Итак, когда пол рождающий превратится в пол творящий, тогда творческая энергия сексуального влечения (вполне в духе фрейдизма) будет направлена «на создание мира иного, на продолжение творения...в половой энергии скрыт источник творческого экстаза и гениального прозрения... все подлинно гениальное – эротично... сексуальный акт по существу глубоко противоположен всякой гениальности, он – провинциален». Поэтому буддийский отказ от круговорота жизни и смерти, от вечного рождения, и здесь берет свое, требуя созидания «иного мира», а не этого, продолжения творения, Божьего дела, а не усовершенствования собственной природы. Ясно, что если сексуальное влечение, связанное с рождением, а значит, со здешним миром, нужно отвергнуть, то вместо него должен возникнуть новый мир, в котором будут действовать преображенная сексуальная энергия, преображенный творческий пол.
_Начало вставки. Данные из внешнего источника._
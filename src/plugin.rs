use crate::mic::Mic;

/// A skill the brain can dispatch recognized text to.
///
/// Plugins are registered explicitly with [`Brain::add_plugin`](crate::brain::Brain::add_plugin)
/// and are immutable afterwards. `handle` returns `anyhow::Result` because skills talk to
/// arbitrary third-party services; the conversation loop turns failures into a spoken
/// apology.
pub trait Plugin: Send + Sync {
    /// Identifier used in logs.
    fn name(&self) -> &str;

    /// Words and phrases this plugin wants the recognizer to know about.
    fn phrases(&self) -> Vec<String>;

    /// Higher priorities are asked first; equal priorities keep registration order.
    fn priority(&self) -> i32 {
        0
    }

    /// Whether this plugin wants to handle `text`.
    fn is_valid(&self, text: &str) -> bool;

    /// Respond to `text`, speaking and listening through `mic`.
    fn handle(&self, text: &str, mic: &mut dyn Mic) -> anyhow::Result<()>;
}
Вообще для последователей учения об андрогине свойственно это возвышение самого себя вплоть до позиции «рядом с Богом». Это сквозило в учении Соловьева, это же видно и у Бердяева, который хочет продолжить «творение», сделать то, что еще не сделано Богом. Очень своеобразная черта, характерная для андрогинизма (о чем мы еще поговорим), -- это восхождение, возвышение земного до небесного, человеческого до божественного, и это возвышение несомненно связано с фрейдизмом и сублимацией. Поэтому андрогинизм пребывает в иллюзии того, что земные мужской и женский пол можно «возвысить» до уровня андрогинности, и эта иллюзия дорого им обошлась, так как практически ни один из андрогинистов не был счастлив в любви. Бердяев больше чем уверен, что «новый человек есть прежде всего человек преображенного пола, восстанавливающий в себе андрогинистический образ и подобие Божие, искаженное распадом на мужское и женское в человеческом роде». Но «восстановить» этот образ невозможно, так как его никогда не было. Мы не будем сейчас спорить, был ли Адам андрогином, содержал ли он в себе еще и женщину, или ее создал Бог, взяв в качестве материала ребро Адамово, но так или иначе Бог решил создать мужчину и женщину, а их сотворение не было связано ни с грехопадением, ни с падением мира или разрывом какой-то неведомой райской целостности. Сотворение мужского и женского Богом (если следовать библейскому рассказу) было осуществлено в раю, еще до грехопадения, и в каждом из них уже было заключено подобие Божие, Его образ. Поэтому ни о каком «восстановлении» андрогинного образа не может быть и речи. Единственное, что можно предположить, изучив учения Соловьева и Бердяева об андрогине, о смысле пола и любви, так это то, что андрогин в них представляется аналогом сверхчеловека Ницше (хотя и с другим знаком) и мужчиной, а андрогинность является лишь замаскированной мужественностью.